Bagaimana kita menanggapi pemikiran di atas? Kita tentu saja tidak menampik berbagai pengaruh kaum intelektual yang Ir. Soekarno pelajari dan lahap pemikiran-pemikirannya dalam buku-buku mereka. Namun menyimpulkan begitu saja bahwa Ir. Soekarno telah mengambil alih gagasan mereka dengan istilah yang lebih Indonesia, sungguh terlalu meremehkan kapabilitas Ir Soekarno sebagai seorang ideolog dan penulis serta pemikir yang produktif menghasilkan tulisan-tulisan di masa perjuangan pra kemerdekaan. Pernyataan Ir. Soekarno mengenai San Min Chui harus ditempatkan pada pemikiran-pemikiran besar lainnya yang menginspirasi Soekarno. Namun isi dan ruh dari Pancasila memang benar-benar digali dan tumbuh dari perilaku bangsa Indonesia sendiri.

Dengan kajian di atas (mengenai asal usul pemikiran Pancasila) maka gugurlah tuduhan bahwa Pancasila memiliki kaitannya dengan produk Freemasonry.

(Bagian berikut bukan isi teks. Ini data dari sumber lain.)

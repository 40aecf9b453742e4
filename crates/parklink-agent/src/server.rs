//! TCP serving loop for the endpoint agent.
//!
//! The agent answers one connection at a time: read one request, dispatch
//! it, write one response, close. Between connections the same task samples
//! the debounced inputs every `sample_period`, so a button press is caught
//! even when nobody is asking for status.
//!
//! ```text
//! controller ──(HTTP/1.1)──> AgentServer ──> DeviceAgent ──> Board
//!                                 │
//!                                 └── sample_inputs() every sample_period
//! ```
//!
//! # Example Usage
//!
//! ```no_run
//! use std::time::Duration;
//! use parklink_agent::{AgentConfig, AgentServer, DeviceAgent};
//! use parklink_hardware::mock::MockBoard;
//!
//! # async fn example() -> Result<(), Box<dyn std::error::Error>> {
//! let config = AgentConfig::default();
//! let (board, _mock) = MockBoard::build(config.debounce)?;
//! let agent = DeviceAgent::new(board)?;
//!
//! let server = AgentServer::bind(config, agent).await?;
//! server.serve().await?;
//! # Ok(())
//! # }
//! ```

use std::future::Future;
use std::net::{Ipv4Addr, SocketAddr};
use std::time::Duration;

use futures::{SinkExt, StreamExt};
use parklink_core::constants::{DEFAULT_DEBOUNCE_MS, DEFAULT_PORT, DEFAULT_SAMPLE_PERIOD_MS};
use parklink_hardware::HardwareError;
use parklink_protocol::AgentCodec;
use thiserror::Error;
use tokio::net::{TcpListener, TcpStream};
use tokio::time::{MissedTickBehavior, timeout};
use tokio_util::codec::Framed;
use tracing::{debug, error, info, trace, warn};

use crate::dispatch::{DeviceAgent, error_response};

/// Configuration for the agent server.
///
/// # Example
///
/// ```
/// use parklink_agent::AgentConfig;
/// use std::time::Duration;
///
/// let config = AgentConfig {
///     bind_addr: "0.0.0.0:8080".parse().unwrap(),
///     ..AgentConfig::default()
/// };
/// assert_eq!(config.debounce, Duration::from_millis(150));
/// ```
#[derive(Debug, Clone)]
pub struct AgentConfig {
    /// Address to bind the server to
    pub bind_addr: SocketAddr,

    /// Minimum time between accepted input level changes
    pub debounce: Duration,

    /// How often inputs are sampled between requests
    pub sample_period: Duration,

    /// Bound on reading a request and writing its response
    pub io_timeout: Duration,
}

impl Default for AgentConfig {
    fn default() -> Self {
        Self {
            bind_addr: SocketAddr::from((Ipv4Addr::UNSPECIFIED, DEFAULT_PORT)),
            debounce: Duration::from_millis(DEFAULT_DEBOUNCE_MS),
            sample_period: Duration::from_millis(DEFAULT_SAMPLE_PERIOD_MS),
            io_timeout: Duration::from_secs(5),
        }
    }
}

/// Errors that can occur while running the agent server
#[derive(Debug, Error)]
pub enum AgentError {
    /// Failed to bind to address
    #[error("Failed to bind to {addr}: {source}")]
    BindFailed {
        addr: SocketAddr,
        #[source]
        source: std::io::Error,
    },

    /// The board could not be brought up
    #[error("Hardware error: {0}")]
    Hardware(#[from] HardwareError),

    /// Peer took longer than the configured bound
    #[error("Timeout after {0}ms")]
    Timeout(u64),

    /// Low-level I/O error
    #[error("IO error: {0}")]
    Io(#[from] std::io::Error),

    /// Codec error while framing a message
    #[error("Codec error: {0}")]
    Codec(String),
}

/// Single-connection-at-a-time HTTP server in front of a [`DeviceAgent`].
pub struct AgentServer {
    listener: TcpListener,
    agent: DeviceAgent,
    config: AgentConfig,
}

impl AgentServer {
    /// Bind the listener. The agent is served once [`AgentServer::serve`]
    /// is awaited.
    pub async fn bind(config: AgentConfig, agent: DeviceAgent) -> Result<Self, AgentError> {
        let listener = TcpListener::bind(config.bind_addr)
            .await
            .map_err(|source| AgentError::BindFailed {
                addr: config.bind_addr,
                source,
            })?;

        info!(
            addr = %listener.local_addr()?,
            debounce_ms = config.debounce.as_millis() as u64,
            sample_period_ms = config.sample_period.as_millis() as u64,
            "Agent listening"
        );

        Ok(Self {
            listener,
            agent,
            config,
        })
    }

    /// Address actually bound (useful with port 0).
    pub fn local_addr(&self) -> Result<SocketAddr, AgentError> {
        Ok(self.listener.local_addr()?)
    }

    pub fn agent(&self) -> &DeviceAgent {
        &self.agent
    }

    pub fn config(&self) -> &AgentConfig {
        &self.config
    }

    /// Serve forever.
    pub async fn serve(self) -> Result<(), AgentError> {
        self.serve_until(std::future::pending()).await
    }

    /// Serve until `shutdown` resolves.
    ///
    /// Connection and accept failures are logged and the loop keeps going.
    /// Only binding can fail fatally, and that happens in [`AgentServer::bind`].
    pub async fn serve_until(
        mut self,
        shutdown: impl Future<Output = ()>,
    ) -> Result<(), AgentError> {
        tokio::pin!(shutdown);

        let mut sampler = tokio::time::interval(self.config.sample_period.max(MIN_SAMPLE_PERIOD));
        sampler.set_missed_tick_behavior(MissedTickBehavior::Delay);

        loop {
            tokio::select! {
                _ = &mut shutdown => {
                    info!("Agent shutting down");
                    return Ok(());
                }
                _ = sampler.tick() => {
                    match self.agent.sample_inputs() {
                        Ok(true) => trace!(state = ?self.agent.board().state(), "Inputs changed"),
                        Ok(false) => {}
                        Err(e) => warn!(error = %e, "Input sampling failed"),
                    }
                }
                accepted = self.listener.accept() => {
                    let (stream, peer) = match accepted {
                        Ok(accepted) => accepted,
                        Err(e) => {
                            let pause = accept_backoff(&e);
                            warn!(error = %e, backoff_ms = pause.as_millis() as u64, "Accept failed");
                            if !pause.is_zero() {
                                tokio::time::sleep(pause).await;
                            }
                            continue;
                        }
                    };
                    if let Err(e) = self.handle_connection(stream, peer).await {
                        warn!(%peer, error = %e, "Connection failed");
                    }
                }
            }
        }
    }

    /// Read one request, answer it, close.
    async fn handle_connection(
        &mut self,
        stream: TcpStream,
        peer: SocketAddr,
    ) -> Result<(), AgentError> {
        debug!(%peer, "Accepted connection");
        if let Err(e) = stream.set_nodelay(true) {
            warn!(%peer, "Failed to set TCP_NODELAY: {}", e);
        }

        let io_timeout = self.config.io_timeout;
        let mut framed = Framed::new(stream, AgentCodec::new());

        let response = match timeout(io_timeout, framed.next()).await {
            Ok(Some(Ok(request))) => self.agent.handle(&request),
            Ok(Some(Err(e))) => {
                error!(%peer, error = %e, "Failed to decode request");
                error_response(500, &e.to_string())
            }
            Ok(None) => {
                debug!(%peer, "Connection closed before a request");
                return Ok(());
            }
            Err(_) => return Err(AgentError::Timeout(io_timeout.as_millis() as u64)),
        };

        trace!(%peer, status = response.status, "Sending response");
        match timeout(io_timeout, framed.send(response)).await {
            Ok(Ok(())) => Ok(()),
            Ok(Err(e)) => Err(AgentError::Codec(e.to_string())),
            Err(_) => Err(AgentError::Timeout(io_timeout.as_millis() as u64)),
        }
    }
}

/// Shortest input sampling period the loop will use.
const MIN_SAMPLE_PERIOD: Duration = Duration::from_millis(1);

/// Pause after a failed accept before trying again.
const ACCEPT_BACKOFF: Duration = Duration::from_millis(100);

/// How long to wait after `error` before the next accept. A peer that gave
/// up mid-handshake needs no pause; anything else (descriptor exhaustion,
/// for one) gets [`ACCEPT_BACKOFF`] so the loop does not spin.
fn accept_backoff(error: &std::io::Error) -> Duration {
    use std::io::ErrorKind;

    match error.kind() {
        ErrorKind::ConnectionAborted
        | ErrorKind::ConnectionReset
        | ErrorKind::Interrupted
        | ErrorKind::WouldBlock => Duration::ZERO,
        _ => ACCEPT_BACKOFF,
    }
}

#[cfg(test)]
mod tests {
    use super::*;
    use rstest::rstest;
    use std::io::{Error as IoError, ErrorKind};

    #[rstest]
    #[case(ErrorKind::ConnectionAborted, Duration::ZERO)]
    #[case(ErrorKind::ConnectionReset, Duration::ZERO)]
    #[case(ErrorKind::Interrupted, Duration::ZERO)]
    #[case(ErrorKind::OutOfMemory, ACCEPT_BACKOFF)]
    #[case(ErrorKind::Other, ACCEPT_BACKOFF)]
    fn test_accept_errors_are_not_fatal(#[case] kind: ErrorKind, #[case] expected: Duration) {
        assert_eq!(accept_backoff(&IoError::from(kind)), expected);
    }

    #[test]
    fn test_descriptor_exhaustion_backs_off() {
        // EMFILE on Linux.
        assert_eq!(accept_backoff(&IoError::from_raw_os_error(24)), ACCEPT_BACKOFF);
    }

    #[test]
    fn test_default_config() {
        let config = AgentConfig::default();
        assert_eq!(config.bind_addr.port(), 8080);
        assert_eq!(config.debounce, Duration::from_millis(150));
        assert_eq!(config.sample_period, Duration::from_millis(20));
    }

    #[tokio::test]
    async fn test_zero_sample_period_serves() {
        let (board, _mock) =
            parklink_hardware::mock::MockBoard::build(Duration::from_millis(150)).unwrap();
        let agent = DeviceAgent::new(board).unwrap();
        let config = AgentConfig {
            bind_addr: "127.0.0.1:0".parse().unwrap(),
            sample_period: Duration::ZERO,
            ..AgentConfig::default()
        };

        let server = AgentServer::bind(config, agent).await.unwrap();
        server
            .serve_until(tokio::time::sleep(Duration::from_millis(20)))
            .await
            .unwrap();
    }

    #[tokio::test]
    async fn test_bind_failure_reports_address() {
        let taken = TcpListener::bind("127.0.0.1:0").await.unwrap();
        let addr = taken.local_addr().unwrap();

        let (board, _mock) =
            parklink_hardware::mock::MockBoard::build(Duration::from_millis(150)).unwrap();
        let agent = DeviceAgent::new(board).unwrap();
        let config = AgentConfig {
            bind_addr: addr,
            ..AgentConfig::default()
        };

        let err = AgentServer::bind(config, agent).await.err().unwrap();
        assert!(matches!(err, AgentError::BindFailed { addr: a, .. } if a == addr));
    }
}
//! Mock pin implementations for testing and development.
//!
//! This module provides simulated pins that can be controlled
//! programmatically without requiring an endpoint board. [`MockBoard`]
//! wires a complete set of them into a [`crate::board::Board`].

pub mod board;
pub mod clock;
pub mod pins;

// Re-export commonly used types
pub use board::MockBoard;
pub use clock::ManualClock;
pub use pins::{
    MockAnalog, MockAnalogHandle, MockInput, MockInputHandle, MockOutput, MockOutputHandle,
    MockPwm, MockPwmHandle,
};
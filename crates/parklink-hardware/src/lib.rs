//! Hardware-state model for a parking endpoint.
//!
//! This crate describes the pins an endpoint drives and the state the agent
//! reports back to the controller:
//!
//! - [`traits`]: object-safe pin traits ([`DigitalInput`], [`DigitalOutput`],
//!   [`AnalogInput`], [`PwmOutput`]) and the [`Clock`] tick source.
//! - [`debounce`]: time-based debouncing for the push buttons.
//! - [`types`]: servo pulse widths, the seven-segment table and analog
//!   normalization.
//! - [`board`]: the [`Board`] model that owns the pins and mirrors their state.
//! - [`mock`]: mock pins with control handles for development and tests.
//!
//! # Example
//!
//! ```
//! use std::time::Duration;
//! use parklink_hardware::mock::MockBoard;
//!
//! let (mut board, mock) = MockBoard::build(Duration::from_millis(150)).unwrap();
//! board.apply_defaults().unwrap();
//!
//! board.set_display(7).unwrap();
//! board.move_servo(90).unwrap();
//!
//! assert_eq!(board.state().display, 7);
//! assert_eq!(mock.servo.duty(), 4915);
//! ```
//!
//! # Error Handling
//!
//! All pin operations return [`Result<T>`][error::Result] carrying a
//! [`HardwareError`]. The board never panics on a faulted pin; the agent turns
//! the error into a fault reply.

pub mod board;
pub mod clock;
pub mod debounce;
pub mod error;
pub mod mock;
pub mod traits;
pub mod types;

// Re-export commonly used types for convenience
pub use board::{Board, BoardPins, BoardState};
pub use clock::MonotonicClock;
pub use debounce::Debouncer;
pub use error::{HardwareError, Result};
pub use traits::{AnalogInput, Clock, DigitalInput, DigitalOutput, PwmOutput};
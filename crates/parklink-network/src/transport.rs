//! One-shot HTTP exchange with an endpoint.
//!
//! Every link operation is a single request/response on a fresh TCP
//! connection: connect, send, read one response, drop. The whole exchange is
//! bounded by one timeout.
//!
//! # Error Classification
//!
//! | failure | variant |
//! |---------|---------|
//! | exchange exceeded the bound | [`TransportError::Timeout`] |
//! | TCP connect failed (refused, no route, bad host) | [`TransportError::Unreachable`] |
//! | peer closed before a full response | [`TransportError::ConnectionLost`] |
//! | bytes on the wire were not a valid response | [`TransportError::Codec`] |
//! | anything else at the socket level | [`TransportError::Io`] |
//!
//! Only `Unreachable` demotes a link; the link layer decides that, this module
//! only classifies.

use std::time::Duration;

use futures::{SinkExt, StreamExt};
use parklink_core::DeviceEndpoint;
use parklink_protocol::{HttpRequest, HttpResponse, LinkCodec};
use thiserror::Error;
use tokio::net::TcpStream;
use tokio_util::codec::Framed;
use tracing::{trace, warn};

/// Errors that can occur during one exchange
#[derive(Debug, Error)]
pub enum TransportError {
    /// The exchange did not finish in time
    #[error("Timeout after {0}ms")]
    Timeout(u64),

    /// TCP connection could not be established
    #[error("Unreachable: {0}")]
    Unreachable(String),

    /// Peer went away mid-exchange
    #[error("Connection lost: {0}")]
    ConnectionLost(String),

    /// Response could not be framed
    #[error("Codec error: {0}")]
    Codec(String),

    /// Low-level I/O error
    #[error("IO error: {0}")]
    Io(#[from] std::io::Error),
}

impl TransportError {
    pub fn is_timeout(&self) -> bool {
        matches!(self, Self::Timeout(_))
    }

    pub fn is_unreachable(&self) -> bool {
        matches!(self, Self::Unreachable(_))
    }
}

impl From<parklink_core::Error> for TransportError {
    fn from(error: parklink_core::Error) -> Self {
        match error {
            parklink_core::Error::Io(e) => Self::Io(e),
            other => Self::Codec(other.to_string()),
        }
    }
}

/// Send `request` to `endpoint` and read its response within `limit`.
pub async fn exchange(
    endpoint: &DeviceEndpoint,
    request: HttpRequest,
    limit: Duration,
) -> Result<HttpResponse, TransportError> {
    match tokio::time::timeout(limit, exchange_inner(endpoint, request)).await {
        Ok(result) => result,
        Err(_) => {
            warn!(addr = %endpoint, "Exchange timeout after {}ms", limit.as_millis());
            Err(TransportError::Timeout(limit.as_millis() as u64))
        }
    }
}

async fn exchange_inner(
    endpoint: &DeviceEndpoint,
    request: HttpRequest,
) -> Result<HttpResponse, TransportError> {
    let stream = TcpStream::connect(endpoint.authority())
        .await
        .map_err(|e| TransportError::Unreachable(e.to_string()))?;

    if let Err(e) = stream.set_nodelay(true) {
        warn!(addr = %endpoint, "Failed to set TCP_NODELAY: {}", e);
    }

    let mut framed = Framed::new(stream, LinkCodec::new());
    trace!(addr = %endpoint, method = %request.method, path = %request.path, "Sending request");
    framed.send(request).await?;

    match framed.next().await {
        Some(Ok(response)) => {
            trace!(addr = %endpoint, status = response.status, "Received response");
            Ok(response)
        }
        Some(Err(e)) => Err(e.into()),
        None => Err(TransportError::ConnectionLost(
            "closed before a response".to_string(),
        )),
    }
}
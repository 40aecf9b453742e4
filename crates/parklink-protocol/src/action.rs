//! Command vocabulary understood by the endpoints.

use serde::{Deserialize, Serialize};
use std::fmt;
use std::str::FromStr;

use parklink_core::Error;

/// Action carried in the `accion` field of a command body.
///
/// The wire names are fixed by the deployed firmware and are not translated.
#[derive(Debug, Clone, Copy, PartialEq, Eq, Hash, Serialize, Deserialize)]
pub enum Action {
    /// `ocupar{espacio}`: show the "occupied" indicator pattern.
    #[serde(rename = "ocupar")]
    Occupy,

    /// `liberar{espacio}`: show the "free" indicator pattern.
    #[serde(rename = "liberar")]
    Release,

    /// `toggle_led{espacio,color}`: flip one indicator.
    #[serde(rename = "toggle_led")]
    ToggleIndicator,

    /// `set_led{index,valor}`: drive one indicator to an explicit level.
    #[serde(rename = "set_led")]
    SetIndicator,

    /// `mover_servo{angulo}`
    #[serde(rename = "mover_servo")]
    MoveActuator,

    /// `mover_servo_boton{angulo}`: same as `mover_servo`, issued from a
    /// physical button reaction.
    #[serde(rename = "mover_servo_boton")]
    MoveActuatorButton,

    /// `toggle_aguja{}`: alternate the barrier between closed and open.
    #[serde(rename = "toggle_aguja")]
    ToggleBarrier,

    /// `actualizar_display{numero}`
    #[serde(rename = "actualizar_display")]
    UpdateDisplay,
}

impl Action {
    /// Every action, in wire-table order.
    pub const ALL: [Action; 8] = [
        Action::Occupy,
        Action::Release,
        Action::ToggleIndicator,
        Action::SetIndicator,
        Action::MoveActuator,
        Action::MoveActuatorButton,
        Action::ToggleBarrier,
        Action::UpdateDisplay,
    ];

    /// Wire name of the action.
    pub fn as_str(&self) -> &'static str {
        match self {
            Action::Occupy => "ocupar",
            Action::Release => "liberar",
            Action::ToggleIndicator => "toggle_led",
            Action::SetIndicator => "set_led",
            Action::MoveActuator => "mover_servo",
            Action::MoveActuatorButton => "mover_servo_boton",
            Action::ToggleBarrier => "toggle_aguja",
            Action::UpdateDisplay => "actualizar_display",
        }
    }

    /// Parameter names the action reads from the command body.
    pub fn fields(&self) -> &'static [&'static str] {
        match self {
            Action::Occupy | Action::Release => &["espacio"],
            Action::ToggleIndicator => &["espacio", "color"],
            Action::SetIndicator => &["index", "valor"],
            Action::MoveActuator | Action::MoveActuatorButton => &["angulo"],
            Action::ToggleBarrier => &[],
            Action::UpdateDisplay => &["numero"],
        }
    }
}

impl fmt::Display for Action {
    fn fmt(&self, f: &mut fmt::Formatter<'_>) -> fmt::Result {
        f.write_str(self.as_str())
    }
}

impl FromStr for Action {
    type Err = Error;

    fn from_str(s: &str) -> Result<Self, Self::Err> {
        Action::ALL
            .iter()
            .copied()
            .find(|action| action.as_str() == s)
            .ok_or_else(|| Error::UnknownAction(s.to_string()))
    }
}
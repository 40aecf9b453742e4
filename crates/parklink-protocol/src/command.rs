//! Command payload sent to `POST /comando`.
//!
//! On the wire a command is a flat JSON object: the action name under
//! `accion` and the action's parameters alongside it.
//!
//! ```
//! use parklink_protocol::{Action, Command};
//!
//! let cmd = Command::move_actuator(90);
//! assert_eq!(cmd.action(), "mover_servo");
//! assert_eq!(cmd.to_json().to_string(), r#"{"accion":"mover_servo","angulo":90}"#);
//!
//! let parsed = Command::parse(br#"{"accion":"actualizar_display","numero":"7"}"#).unwrap();
//! assert_eq!(parsed.kind().unwrap(), Action::UpdateDisplay);
//! assert_eq!(parsed.int_param_or("numero", 0).unwrap(), 7);
//! ```

use serde_json::{Map, Value};

use crate::Action;
use parklink_core::{Error, Result};

/// Key holding the action name.
pub const ACTION_KEY: &str = "accion";

/// An action name plus its named parameters.
///
/// The action is kept as a string so that names outside the vocabulary can
/// still be carried to the device, which answers them with an error reply.
#[derive(Debug, Clone, PartialEq)]
pub struct Command {
    action: String,
    params: Map<String, Value>,
}

impl Command {
    /// Create a command for a known action with no parameters.
    pub fn new(action: Action) -> Self {
        Self::named(action.as_str())
    }

    /// Create a command with an arbitrary action name.
    pub fn named(action: impl Into<String>) -> Self {
        Self {
            action: action.into(),
            params: Map::new(),
        }
    }

    /// Add a parameter.
    #[must_use]
    pub fn param(mut self, name: impl Into<String>, value: impl Into<Value>) -> Self {
        self.params.insert(name.into(), value.into());
        self
    }

    pub fn occupy(space: u32) -> Self {
        Self::new(Action::Occupy).param("espacio", space)
    }

    pub fn release(space: u32) -> Self {
        Self::new(Action::Release).param("espacio", space)
    }

    pub fn toggle_indicator(space: u32, color: &str) -> Self {
        Self::new(Action::ToggleIndicator)
            .param("espacio", space)
            .param("color", color)
    }

    pub fn set_indicator(index: u32, on: bool) -> Self {
        Self::new(Action::SetIndicator)
            .param("index", index)
            .param("valor", u8::from(on))
    }

    pub fn move_actuator(angle: u16) -> Self {
        Self::new(Action::MoveActuator).param("angulo", angle)
    }

    pub fn move_actuator_button(angle: u16) -> Self {
        Self::new(Action::MoveActuatorButton).param("angulo", angle)
    }

    pub fn toggle_barrier() -> Self {
        Self::new(Action::ToggleBarrier)
    }

    pub fn update_display(digit: u32) -> Self {
        Self::new(Action::UpdateDisplay).param("numero", digit)
    }

    /// Raw action name.
    pub fn action(&self) -> &str {
        &self.action
    }

    /// Resolve the action name against the vocabulary.
    ///
    /// # Errors
    /// Returns `Error::UnknownAction` for names outside the vocabulary.
    pub fn kind(&self) -> Result<Action> {
        self.action.parse()
    }

    pub fn params(&self) -> &Map<String, Value> {
        &self.params
    }

    /// Read an integer parameter.
    ///
    /// Accepts JSON numbers (floats are truncated) and numeric strings.
    /// Returns `Ok(None)` when the parameter is absent or null.
    ///
    /// # Errors
    /// Returns `Error::InvalidField` when the value cannot be read as an
    /// integer.
    pub fn int_param(&self, name: &str) -> Result<Option<i64>> {
        match self.params.get(name) {
            None | Some(Value::Null) => Ok(None),
            Some(Value::Number(n)) => n
                .as_i64()
                .or_else(|| n.as_f64().map(|f| f.trunc() as i64))
                .map(Some)
                .ok_or_else(|| Error::invalid_field(name, format!("not an integer: {n}"))),
            Some(Value::Bool(b)) => Ok(Some(i64::from(*b))),
            Some(Value::String(s)) => s
                .trim()
                .parse::<i64>()
                .map(Some)
                .map_err(|_| Error::invalid_field(name, format!("not an integer: {s:?}"))),
            Some(other) => Err(Error::invalid_field(
                name,
                format!("not an integer: {other}"),
            )),
        }
    }

    /// Read an integer parameter, falling back to `default` when absent.
    pub fn int_param_or(&self, name: &str, default: i64) -> Result<i64> {
        Ok(self.int_param(name)?.unwrap_or(default))
    }

    /// Read a string parameter.
    pub fn str_param(&self, name: &str) -> Option<&str> {
        self.params.get(name).and_then(Value::as_str)
    }

    /// Parse a command from a request body.
    ///
    /// A missing `accion` key yields an empty action name, which resolves
    /// to `Error::UnknownAction` later in [`Command::kind`].
    ///
    /// # Errors
    /// Returns `Error::InvalidJson` if the body is not a JSON object.
    pub fn parse(body: &[u8]) -> Result<Self> {
        let value: Value =
            serde_json::from_slice(body).map_err(|e| Error::InvalidJson(e.to_string()))?;
        Self::from_json(value)
    }

    /// Build a command from an already decoded JSON value.
    pub fn from_json(value: Value) -> Result<Self> {
        let Value::Object(mut params) = value else {
            return Err(Error::InvalidJson("expected a JSON object".to_string()));
        };

        let action = match params.remove(ACTION_KEY) {
            Some(Value::String(s)) => s,
            Some(other) => {
                return Err(Error::invalid_field(
                    ACTION_KEY,
                    format!("expected a string, got {other}"),
                ));
            }
            None => String::new(),
        };

        Ok(Self { action, params })
    }

    /// Serialize into the flat wire object.
    pub fn to_json(&self) -> Value {
        let mut object = Map::with_capacity(self.params.len() + 1);
        object.insert(ACTION_KEY.to_string(), Value::String(self.action.clone()));
        for (k, v) in &self.params {
            object.insert(k.clone(), v.clone());
        }
        Value::Object(object)
    }

    /// Serialize into body bytes.
    pub fn to_body(&self) -> Vec<u8> {
        self.to_json().to_string().into_bytes()
    }
}

impl From<Action> for Command {
    fn from(action: Action) -> Self {
        Command::new(action)
    }
}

Freemasonry Bukan Gerakan Politik Melainkan Spiritual

Nama Freemasonry sering dihubungkan dengan masyarakat rahasia yang terdiri dari orang-orang Yahudi yang memiliki sejumlah rencana dan agenda untuk menggiring dunia ini dalam agenda mereka. Kalangan Muslim paling sensitif dan kritis dalam mempersoalkan keberadaan mereka.

Di Indonesia ada beberapa buku utama dari pihak Muslim yang membahas keberadaan Freemasonry al.,

  1. Sorotan Terhadap Freemasonry: Organisasi Rahasia Yahudi. Disusun oleh LPPA Muhammadiyah Jakarta tahun 1979.
  2. Freemasonry di Asia Tenggara oleh Abdullah Patani
  3. Freemasonry in Indonesia from Radermacher to Soekanto, 1762-1961 sebuah paper tipis karya Paul W van der Veur terbitan Ohio University Center for International Studies tahun 1976
  4. Tarekat Mason Bebas dan Kehidupan Masyarakat di Hindia Belanda dan Indonesia 1764-1962 karya Th Stevens
  5. Gerakan Freemasonry (Al Masuniyah)karya Muhammad Shafwat as-Saqa Amini dan Sa’di Abu Habib
  6. Rahasia Gerakan Freemasonry dan Rotary Club karya seorang ulama Mesir Muhammad Fahim Amin dan diterbitkan oleh Pustaka al-Kautsar.
Ada dua buku yang akhir-akhir ini menjadi rujukan di Indonesia yaitu karya Henry Nurdi dengan judul Jejak Freemason & Zionis di Indonesia[7] dan sebuah novel yang hendak mengungkap simbol-simbol Masonik di Jakarta karya Rizki Rydasmara dengan judul The Jacatra Secret[8].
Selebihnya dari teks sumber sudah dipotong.